Maybe it is a combination of both.
Many in Europe are forecasting that 2018 might finally be the light at the end of the tunnel for the Greek economy, which has been mired in austerity for the last decade. The Greek government is now in the process of moving forward with the final requirements of both labour reforms and receiving what is hoped to be the last bailout of its economy by foreign investors before it finally goes it alone by August 2018.
The Greek economy finally grew 1.5% last year. In 2018, in part thanks to the final package of reforms, the economy is expected to grow by 2.4%.
A foreign-financed medical cannabis business might be just what the economists have ordered.
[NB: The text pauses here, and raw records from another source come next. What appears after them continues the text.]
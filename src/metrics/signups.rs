use chrono::{Duration, Utc};

use crate::database::client::{SqlParam, TenantClient};
use crate::metrics::{first_count, timestamp_exprs, QueryVariant};
use crate::schema::{SchemaResolver, UserTableSchema};

/// Users created in the last `days` days (the dashboard uses 7 and 30).
/// Returns 0 when there is no user table or no query shape works.
pub async fn get_new_signups(client: &dyn TenantClient, days: u32) -> u64 {
    match SchemaResolver::new(client).resolve_user_table().await {
        Some(schema) => new_signups(client, &schema, days).await,
        None => 0,
    }
}

pub async fn new_signups(client: &dyn TenantClient, schema: &UserTableSchema, days: u32) -> u64 {
    let since = Utc::now() - Duration::days(days as i64);
    first_count(client, created_since_variants(schema, since)).await.unwrap_or(0)
}

pub(crate) fn created_since_variants(
    schema: &UserTableSchema,
    since: chrono::DateTime<Utc>,
) -> Vec<QueryVariant> {
    timestamp_exprs(&schema.created_at_column)
        .into_iter()
        .map(|(label, ts)| {
            QueryVariant::new(
                label,
                format!("SELECT COUNT(*) FROM {} WHERE {} >= $1", schema.qualified_name(), ts),
                vec![SqlParam::Timestamp(since)],
            )
        })
        .collect()
}
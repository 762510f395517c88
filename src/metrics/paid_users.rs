use crate::database::client::TenantClient;
use crate::database::sql::{qualified_table, quote_identifier};
use crate::metrics::{first_count, QueryVariant};
use crate::schema::{PaidUserSource, SchemaResolver, UserTableSchema};

/// Status values on a subscription-like table that count as paying
pub const PAID_STATUS_VALUES: &[&str] = &["active", "paid"];

/// Number of users carrying the paid signal; `None` when there is no signal
/// or no query shape fits the tenant's column types.
pub async fn get_active_paid_users(client: &dyn TenantClient) -> Option<u64> {
    let schema = SchemaResolver::new(client).resolve_user_table().await?;
    active_paid_users(client, &schema).await
}

pub async fn active_paid_users(client: &dyn TenantClient, schema: &UserTableSchema) -> Option<u64> {
    let source = SchemaResolver::new(client).detect_paid_user_source(schema).await?;
    first_count(client, paid_user_variants(schema, &source)).await
}

pub fn paid_user_variants(schema: &UserTableSchema, source: &PaidUserSource) -> Vec<QueryVariant> {
    match source {
        PaidUserSource::Column { name } => {
            let table = schema.qualified_name();
            let col = quote_identifier(name);
            vec![
                QueryVariant::new("boolean-flag", format!("SELECT COUNT(*) FROM {} WHERE {} = true", table, col), vec![]),
                QueryVariant::new("integer-flag", format!("SELECT COUNT(*) FROM {} WHERE {}::integer = 1", table, col), vec![]),
                // Any value other than "free" counts as paid, so "trial" or "cancelled" are included
                QueryVariant::new(
                    "text-not-free",
                    format!(
                        "SELECT COUNT(*) FROM {table} WHERE {col} IS NOT NULL \
                         AND LOWER(TRIM({col}::text)) NOT IN ('free', '')",
                        table = table,
                        col = col,
                    ),
                    vec![],
                ),
            ]
        }
        PaidUserSource::Table { schema: table_schema, name, user_id_column, status_column } => {
            let table = qualified_table(table_schema, name);
            let user_col = quote_identifier(user_id_column);
            let mut variants = Vec::new();

            if let Some(status) = status_column {
                let status = quote_identifier(status);
                let paid_values = PAID_STATUS_VALUES
                    .iter()
                    .map(|v| format!("'{}'", v))
                    .collect::<Vec<_>>()
                    .join(", ");
                // boolean::text is 'true', so the text comparison would count nothing
                variants.push(QueryVariant::new(
                    "status-boolean",
                    format!("SELECT COUNT(DISTINCT {}) FROM {} WHERE {} = true", user_col, table, status),
                    vec![],
                ));
                variants.push(QueryVariant::new(
                    "status-text",
                    format!(
                        "SELECT COUNT(DISTINCT {}) FROM {} WHERE LOWER({}::text) IN ({})",
                        user_col, table, status, paid_values
                    ),
                    vec![],
                ));
            }

            variants.push(QueryVariant::new(
                "any-row",
                format!("SELECT COUNT(DISTINCT {}) FROM {}", user_col, table),
                vec![],
            ));
            variants
        }
    }
}
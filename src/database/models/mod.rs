pub mod snapshot;
pub mod tenant;

pub use snapshot::MetricSnapshot;
pub use tenant::{MetricsUpdate, TenantConnection};
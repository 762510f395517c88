use sqlx::{postgres::PgPoolOptions, PgPool};
use std::sync::Arc;
use std::time::Duration;
use thiserror::Error;
use tokio::sync::RwLock;
use tracing::info;

/// Errors from DatabaseManager and tenant clients
#[derive(Debug, Error)]
pub enum DatabaseError {
    #[error("Missing configuration: {0}")]
    ConfigMissing(&'static str),

    #[error("Invalid database URL")]
    InvalidDatabaseUrl,

    #[error("Connection error: {0}")]
    ConnectionError(String),

    #[error("Not found: {0}")]
    NotFound(String),

    #[error("Query error: {0}")]
    QueryError(String),

    #[error(transparent)]
    Sqlx(#[from] sqlx::Error),
}

/// Owns the system database pool (tenant records, snapshots).
///
/// Tenant databases never go through here: each refresh opens its own
/// private client through a `TenantConnector`.
pub struct DatabaseManager {
    main: Arc<RwLock<Option<PgPool>>>,
}

impl DatabaseManager {
    fn instance() -> &'static DatabaseManager {
        use std::sync::OnceLock;
        static INSTANCE: OnceLock<DatabaseManager> = OnceLock::new();
        INSTANCE.get_or_init(|| DatabaseManager {
            main: Arc::new(RwLock::new(None)),
        })
    }

    /// Get main system database pool, connecting lazily on first use
    pub async fn main_pool() -> Result<PgPool, DatabaseError> {
        let manager = Self::instance();

        // Fast path: try read lock
        {
            let main = manager.main.read().await;
            if let Some(pool) = main.as_ref() {
                return Ok(pool.clone());
            }
        }

        let mut main = manager.main.write().await;
        if let Some(pool) = main.as_ref() {
            return Ok(pool.clone());
        }

        let connection_string = Self::connection_string()?;
        let settings = &crate::config::config().database;
        let pool = PgPoolOptions::new()
            .max_connections(settings.max_connections)
            .acquire_timeout(Duration::from_secs(settings.connection_timeout))
            .connect(&connection_string)
            .await?;

        *main = Some(pool.clone());
        info!("Created system database pool");
        Ok(pool)
    }

    fn connection_string() -> Result<String, DatabaseError> {
        let base = std::env::var("DATABASE_URL")
            .map_err(|_| DatabaseError::ConfigMissing("DATABASE_URL"))?;

        // Validate early so a malformed URL is reported as such, not as a connect failure
        url::Url::parse(&base).map_err(|_| DatabaseError::InvalidDatabaseUrl)?;
        Ok(base)
    }

    /// Pings the main pool to ensure connectivity
    pub async fn health_check() -> Result<(), DatabaseError> {
        let pool = Self::main_pool().await?;
        sqlx::query("SELECT 1").execute(&pool).await?;
        Ok(())
    }

    /// Close the system pool (e.g., on shutdown)
    pub async fn close_all() {
        let manager = Self::instance();
        let mut main = manager.main.write().await;
        if let Some(pool) = main.take() {
            pool.close().await;
            info!("Closed system database pool");
        }
    }
}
Especially if it is also open to visitors.
Medical Marijuana on Mykonos?
The development of a domestic medical cannabis industry in Greece is good news for not only medical reformers but also those who are looking for ways to expand the influence of the flower into the broader economy.
And Greece is one place where such ideas could easily and quickly take root in Europe.
Greece has long been the haven for a highly niche, international tourist audience. Tourism in general has also been on the uptick over the last two years again as particularly Europeans look for relatively cheaper beaches and sunshine. Over 30 million foreign tourists flocked to the country last summer – a number of people roughly three times the population of the country.
Again, mainstreamed medical cannabis would only add to the economic results in a way that is just as heady if not (economically) stimulating as a good sativa.
The idea of a medical tourism industry here, could also potentially create not only a Greek medical paradise, but potentially also have a growth impact on European cannabis programs too. Especially if reciprocal medical rights we
re also offered to EU citizens looking for an extended canna-friendly vacation.
Greek Cannabis Club Med?
Of all the countries in Europe, the Greek cannabis experiment offers the first real chance for a Canadian/American style cannabis industry to begin to flourish in Europe. In colder, more northern European countries, medical cannabis is still being treated as an expensive adjunct to traditional healthcare. And no matter how much citizens are moving towards acceptance of a recreational industry down the road, things are moving much slower in the rest of Europe. Germany, to put things in perspective, passed medical reform several months before the Greek decision to legalize medical use last summer. Yet now it appears that Greece might actually move into a full-fledged, domestically grown industry before its Teutonic neighbour to the north.
And further, unlike Germany, Greece may well decide to develop its “medical cannabis industry” as an adjunct to its tourist industry.
Sure, Holland and Spain led the way in this part of the world if not internationally. Neither country, however, needs new industries now in the same dire way, nor is emerging from a national, decade-long recession.
All the elements are here, in other words, for the Greeks to turn a new page in their very long and documented history, and do something a little different.